> _Your objective_:
Each line below with the word "acquisition" needs to be copied.

(Source data)
━━━━━━━━━━━━━━━━━━━━━━━━━━━━━━

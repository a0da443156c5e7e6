//! I/O modules for blob storage, scene rasters and NetCDF outputs

pub mod blob_store;
pub mod acquisition;
pub mod band_table;
pub mod raster;
pub mod artifact;
pub mod summary_store;

pub use blob_store::{AzureBlobStore, BlobStore, LocalBlobStore};
pub use acquisition::{AcquisitionGate, AcquisitionOutcome};
pub use band_table::BandFileTable;
pub use raster::{ProjectionInfo, SceneRaster};
pub use artifact::{ArtifactStore, ClassificationArtifact};
pub use summary_store::SummaryStore;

━━━━━━━━━━━━━━━━━━━━━━━━━━━━━━

> _Output below_:
pub mod acquisition;
pub use acquisition::{AcquisitionGate, AcquisitionOutcome};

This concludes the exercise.